Jakarta, Koranpelita.com
Anggota MPR RI dari Fraksi Partai Golkar Rambe Kamarul Zaman menegaskan, kemungkinan sistem pemilihan umum (pemilu) terpisah antara pemilihan anggota legislatif dan pemilihan presiden dan wakil presiden, kembali diterapkan jika pemilihan umum serentak 2019 ini gagal menghasilkan pemilu yang lebih baik.
Demikian ditegaskan Rambe Kamarul Zaman dalam diskusi Empat Pilar MPR RI ‘Efektifitas Fatwa Haram Golput Tingkatkan Partisipasi Pemilih?’ bersama anggota MPR RI Fraksi Partai Gerindra MPR RI Ahmad Riza Patria dan Ketua MUI Huzaimah T Yanggo di Kompleks Parlemen, Senayan Jakarta, Senin (1/4/2019).
Hal itu disampaikannya mengingat rentannya pemilu serentak terhadap berbagai masalah, seperti potensi kecurangan dan tingkat kerumitan yang sangat tinggi. Menurt Rambe, potensi kecurangan itu bisa terjadi saat pemungutan sura, karena ada lima surat suara yang besar-besar seperti lembaran koran yang harus dicoblos untuk DPR, DPRD Provinsi dan Kabupaten serta DPD dan Presiden.
“Rakyat pemilih tidak pernah tahu akan hal ini, karena tidak ada sosialisasi dari penyelenggara pemilu (KPU),” kata dia seraya menambahkan bahwa kerentanan selanjutnya terjadi pada saat penghitungan suara yang harus selesai pada hari itu juga, “Bisa bisa penghitingan sura itu sampai subuh dan tidak ada relawan pengawas yang menyaksikan hingga subuh,” Papar dia.
Atas dasar itu lanjut Rambe, ke depan, jika ada usulan untuk merevisi UU Pemilu No.7 tahun 2017 adalah wajar, karena aturan teknisnya memang sulit. Apalagi lanjut Rambe, perhatian rakyat saat ini hanya pada pilpres. Sementara pemilihan anggota DPR, DPD, DPRD I dan DPRD II tidak menjadi penting bagi masyarakat.
Oleh karena itu lanjut Rambe, sosialisasi harus lebih diutamakan dalam waktu yang hanya tinggal dua minggu lagi. “Kesadaran politik rakyat juga harus ditingkatkan untuk mengurangi politik uang. Tentu, fatwa MUI pun kita dukung untuk meningkatkan partisipasi pemilih,” ungkapnya.

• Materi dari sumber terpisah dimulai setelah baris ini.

use super::link::LinkInfo;
use super::role::Role;
use chrono::Utc;
use serde_json::Value;

/// One role-tagged unit of conversation text, as exchanged with a backend.
#[derive(Debug, Clone, PartialEq, serde::Serialize, serde::Deserialize)]
pub struct Utterance {
    pub role: Role,
    pub content: String,
}

impl Utterance {
    pub fn user<S: Into<String>>(content: S) -> Self {
        Utterance {
            role: Role::User,
            content: content.into(),
        }
    }

    pub fn assistant<S: Into<String>>(content: S) -> Self {
        Utterance {
            role: Role::Assistant,
            content: content.into(),
        }
    }
}

/// A fully normalized turn, ready for rendering. Created once per turn and
/// immutable afterwards; owned exclusively by the session history.
#[derive(Debug, Clone, PartialEq, serde::Serialize, serde::Deserialize)]
pub struct ChatMessage {
    pub sender: Role,
    pub text: String,
    pub created: i64,
    #[serde(default, skip_serializing_if = "Vec::is_empty")]
    pub images: Vec<String>,
    #[serde(default, skip_serializing_if = "Vec::is_empty")]
    pub suggested_prompts: Vec<String>,
    #[serde(default, skip_serializing_if = "Vec::is_empty")]
    pub related_links: Vec<LinkInfo>,
    /// The backend payload exactly as received, kept for diagnostic display.
    #[serde(default, skip_serializing_if = "Option::is_none")]
    pub raw: Option<Value>,
}

impl ChatMessage {
    /// Create a new user message with the current timestamp
    pub fn user() -> Self {
        ChatMessage {
            sender: Role::User,
            text: String::new(),
            created: Utc::now().timestamp(),
            images: Vec::new(),
            suggested_prompts: Vec::new(),
            related_links: Vec::new(),
            raw: None,
        }
    }

    /// Create a new assistant message with the current timestamp
    pub fn assistant() -> Self {
        ChatMessage {
            sender: Role::Assistant,
            text: String::new(),
            created: Utc::now().timestamp(),
            images: Vec::new(),
            suggested_prompts: Vec::new(),
            related_links: Vec::new(),
            raw: None,
        }
    }

    pub fn with_text<S: Into<String>>(mut self, text: S) -> Self {
        self.text = text.into();
        self
    }

    pub fn with_images(mut self, images: Vec<String>) -> Self {
        self.images = images;
        self
    }

    pub fn with_suggested_prompts(mut self, prompts: Vec<String>) -> Self {
        self.suggested_prompts = prompts;
        self
    }

    pub fn with_related_links(mut self, links: Vec<LinkInfo>) -> Self {
        self.related_links = links;
        self
    }

    pub fn with_raw(mut self, raw: Value) -> Self {
        self.raw = Some(raw);
        self
    }

    /// The text-only view of this turn, for replaying history to a backend.
    pub fn as_utterance(&self) -> Utterance {
        Utterance {
            role: self.sender,
            content: self.text.clone(),
        }
    }
}
use serde_json::Value;

use crate::intake::ImageAttachment;
use crate::models::link::LinkInfo;
use crate::models::message::Utterance;

/// Everything a formatter may draw on for one outgoing turn. The timestamp
/// is supplied by the caller so formatting stays a pure function of its
/// inputs.
#[derive(Debug, Clone, Copy)]
pub struct OutgoingTurn<'a> {
    pub history: &'a [Utterance],
    pub input: &'a str,
    pub attachments: &'a [ImageAttachment],
    /// Explicit thread name for the custom input mode; when absent,
    /// thread-based services derive one from the timestamp.
    pub thread_name: Option<&'a str>,
    pub sent_at: i64,
}

impl<'a> OutgoingTurn<'a> {
    pub fn text_only(history: &'a [Utterance], input: &'a str, sent_at: i64) -> Self {
        OutgoingTurn {
            history,
            input,
            attachments: &[],
            thread_name: None,
            sent_at,
        }
    }
}

/// The uniform result of normalizing one backend reply. The raw payload is
/// retained by the session alongside these fields, not here.
#[derive(Debug, Clone, Default, PartialEq)]
pub struct NormalizedReply {
    pub text: String,
    pub images: Vec<String>,
    pub suggested_prompts: Vec<String>,
    pub related_links: Vec<LinkInfo>,
}

impl NormalizedReply {
    pub fn text<S: Into<String>>(text: S) -> Self {
        NormalizedReply {
            text: text.into(),
            ..Self::default()
        }
    }
}

/// One request/response schema family. Implementations must be stateless:
/// both operations are pure functions of their arguments.
pub trait ServiceAdapter: Send + Sync {
    /// Build the exact request body this service family expects.
    fn format_request(&self, turn: &OutgoingTurn) -> Value;

    /// Map a raw reply into the uniform display fields. Must never fail:
    /// an unrecognized shape degrades to best-effort stringification.
    fn normalize_response(&self, raw: &Value) -> NormalizedReply;
}

/// Fallback literals shown when a backend omits the expected field.
pub mod defaults {
    pub const NO_RESPONSE: &str = "No response received";
    pub const PROCESSING_DONE: &str = "Processing complete!";
    pub const NO_ADS: &str = "🎯 No contextual ads found";
    pub const MISSING_PRICE: &str = "N/A";
}
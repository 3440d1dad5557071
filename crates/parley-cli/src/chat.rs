use anyhow::Result;
use cliclack::{input, spinner};
use console::style;
use std::fs;
use std::path::Path;

use parley::intake::{AttachmentSet, FileUpload};
use parley::registry::ServiceId;
use parley::session::{ChatSession, SendOutcome};

use crate::render;

/// One parsed input line. Anything that starts with a slash is a command;
/// unrecognized commands are surfaced as typos rather than sent as chat.
#[derive(Debug, PartialEq)]
enum Command<'a> {
    Back,
    Clear,
    Help,
    Images,
    File(&'a str),
    Thread,
    Prompt(&'a str),
    Unknown(&'a str),
    Message,
}

fn parse_command(line: &str) -> Command<'_> {
    match line.split_whitespace().next().unwrap_or_default() {
        "/exit" | "/back" => Command::Back,
        "/clear" => Command::Clear,
        "/?" => Command::Help,
        "/images" => Command::Images,
        "/file" => Command::File(line.trim_start_matches("/file").trim()),
        "/thread" => Command::Thread,
        "/p" => Command::Prompt(line.trim_start_matches("/p").trim()),
        token if token.starts_with('/') => Command::Unknown(token),
        _ => Command::Message,
    }
}

/// Interactive loop for one selected service. Returns when the operator
/// goes back to the menu.
pub async fn run(session: &mut ChatSession, show_raw: bool) -> Result<()> {
    let service = session
        .service()
        .expect("chat loop requires a selected service");

    println!(
        "\n{}  {}  {}",
        style(service.name).bold(),
        style(service.description).dim(),
        style(service.endpoint).dim()
    );
    if service.id == ServiceId::ContextualAds {
        println!(
            "{}",
            style("Tip: /thread sends a named conversation for ad generation").dim()
        );
    }

    let mut attachments = AttachmentSet::new();

    loop {
        let line: String = input("You:")
            .placeholder("message, or /? for commands")
            .interact()?;
        let line = line.trim().to_string();

        match parse_command(&line) {
            Command::Back => break,
            Command::Clear => {
                session.clear();
                attachments.clear();
                continue;
            }
            Command::Help => {
                print_help();
                continue;
            }
            Command::Images => {
                let text: String = input("Image URLs (one per line):")
                    .placeholder("")
                    .multiline()
                    .interact()?;
                attachments.set_url_text(&text);
                println!("{} attachment(s) staged", attachments.len());
                continue;
            }
            Command::File(path) => {
                match read_upload(path) {
                    Ok(file) => {
                        attachments.set_files(&[file]);
                        println!("{} attachment(s) staged", attachments.len());
                    }
                    Err(e) => println!("{}", style(format!("could not read file: {e}")).red()),
                }
                continue;
            }
            Command::Thread => {
                let name: String = input("Thread name:").placeholder("").interact()?;
                let conversation: String = input("Conversation (User:/Assistant: lines):")
                    .placeholder("")
                    .multiline()
                    .interact()?;

                let spin = spinner();
                spin.start("awaiting reply");
                let outcome = session.send_thread(name.trim(), &conversation).await;
                spin.stop("");
                report(session, outcome, show_raw);
                continue;
            }
            Command::Prompt(index) => {
                let Some(prompt) = pick_suggested(session, index) else {
                    println!("no such suggested prompt");
                    continue;
                };
                println!("{} {}", style("resending:").dim(), prompt);
                let spin = spinner();
                spin.start("awaiting reply");
                let outcome = session.send(&prompt, &AttachmentSet::new()).await;
                spin.stop("");
                report(session, outcome, show_raw);
                continue;
            }
            Command::Unknown(token) => {
                println!("{}", style(format!("unknown command: {token}")).red());
                print_help();
                continue;
            }
            Command::Message => {}
        }

        let spin = spinner();
        spin.start("awaiting reply");
        let outcome = session.send(&line, &attachments).await;
        spin.stop("");

        if outcome == SendOutcome::Sent {
            // Attachments travel with exactly one turn.
            attachments.clear();
        }
        report(session, outcome, show_raw);
    }

    Ok(())
}

fn report(session: &ChatSession, outcome: SendOutcome, show_raw: bool) {
    match outcome {
        SendOutcome::Sent => {
            if let Some(reply) = session.history().last() {
                render::message(reply, show_raw);
            }
        }
        SendOutcome::Busy => println!("a request is already in flight"),
        SendOutcome::NothingToSend => println!("nothing to send"),
        SendOutcome::NoService => println!("no service selected"),
    }
}

/// Resolve "/p N" against the most recent reply's suggested prompts.
fn pick_suggested(session: &ChatSession, index: &str) -> Option<String> {
    let index: usize = index.parse().ok()?;
    let last_reply = session
        .history()
        .iter()
        .rev()
        .find(|message| !message.suggested_prompts.is_empty())?;
    last_reply.suggested_prompts.get(index - 1).cloned()
}

fn read_upload(path: &str) -> Result<FileUpload> {
    let bytes = fs::read(path)?;
    Ok(FileUpload {
        name: Path::new(path)
            .file_name()
            .map(|name| name.to_string_lossy().into_owned())
            .unwrap_or_default(),
        content_type: guess_content_type(path).to_string(),
        bytes,
    })
}

fn guess_content_type(path: &str) -> &'static str {
    let lowered = path.to_lowercase();
    match () {
        _ if lowered.ends_with(".png") => "image/png",
        _ if lowered.ends_with(".gif") => "image/gif",
        _ if lowered.ends_with(".webp") => "image/webp",
        _ if lowered.ends_with(".jpg") || lowered.ends_with(".jpeg") => "image/jpeg",
        _ => "application/octet-stream",
    }
}

fn print_help() {
    println!("Commands:");
    println!("/back or /exit - Return to the service menu");
    println!("/clear - Clear the conversation and staged attachments");
    println!("/images - Stage image URLs for the next message");
    println!("/file <path> - Stage a local image for the next message");
    println!("/thread - Send a named conversation (contextual ads)");
    println!("/p <n> - Resend suggested prompt n from the last reply");
    println!("/? - Display this help message");
}

#[cfg(test)]
mod tests {
    use super::*;

    #[test]
    fn test_parse_command_dispatch() {
        assert_eq!(parse_command("/back"), Command::Back);
        assert_eq!(parse_command("/p 2"), Command::Prompt("2"));
        assert_eq!(parse_command("/file a/b.png"), Command::File("a/b.png"));
        assert_eq!(parse_command("hello there"), Command::Message);
        assert_eq!(parse_command(""), Command::Message);
    }

    #[test]
    fn test_slash_typos_are_not_sent_as_chat() {
        assert_eq!(parse_command("/bakc"), Command::Unknown("/bakc"));
        assert_eq!(parse_command("/p2"), Command::Unknown("/p2"));
        assert_eq!(parse_command("/IMAGES"), Command::Unknown("/IMAGES"));
    }

    #[test]
    fn test_guess_content_type() {
        assert_eq!(guess_content_type("photo.JPG"), "image/jpeg");
        assert_eq!(guess_content_type("icon.png"), "image/png");
        assert_eq!(guess_content_type("notes.txt"), "application/octet-stream");
    }

    #[test]
    fn test_read_upload_from_disk() -> Result<()> {
        let dir = tempfile::tempdir()?;
        let path = dir.path().join("tiny.png");
        fs::write(&path, [0x89, 0x50])?;

        let upload = read_upload(path.to_str().unwrap())?;
        assert_eq!(upload.name, "tiny.png");
        assert_eq!(upload.content_type, "image/png");
        assert_eq!(upload.bytes.len(), 2);
        Ok(())
    }
}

Hal serupa juga disampaikan anggota MPR dari Fraksi Partai Gerindra Riza Patria. Namun demikian Riza sedikit agak optimis hasil pemilu serentak akan sesuai yang diharapkan. Partisipasi masyarakat akan meningkat karena ada factor pendorongnya. “Termasuk fatwa MUI untuk meningkatkan partisipasi pemilih,” katanya.
Sementara Ketua MUI Huzaimah T Yanggo menjelaskan bahwa Fatwa Majelis Ulama Indoensia (MUI) yang mewajibkan rakyat untuk memilih di pemilu 17 April 2019 nanti semata untuk meningkatkan partisipasi politik, dan menjadi wajib memilih caleg dan capres yang terbaik.
“MUI memberikan syarat atau kriteria untuk memilih caleg dan capres yang benar, jujur, aspiratif dan mampu (shiddiq, amanah, tabligh, fathonah) agar bisa membawa bangsa ini ke arah yang lebih baik,” ujar Huzaimah T Yanggo.
Hanya saja kata Huzaemah, MUI sebenarnya tak pernah mengeluarkan fatwa golput haram. Tapi, hanya seruan wajib memilih. “MUI hanya menegaskan bahwa memilih itu wajib karena ada caleg dan capres yang memenuhi syarat. Kalau ada yang buruk, pilih yang buruknya lebih sedikit,” ujarnya.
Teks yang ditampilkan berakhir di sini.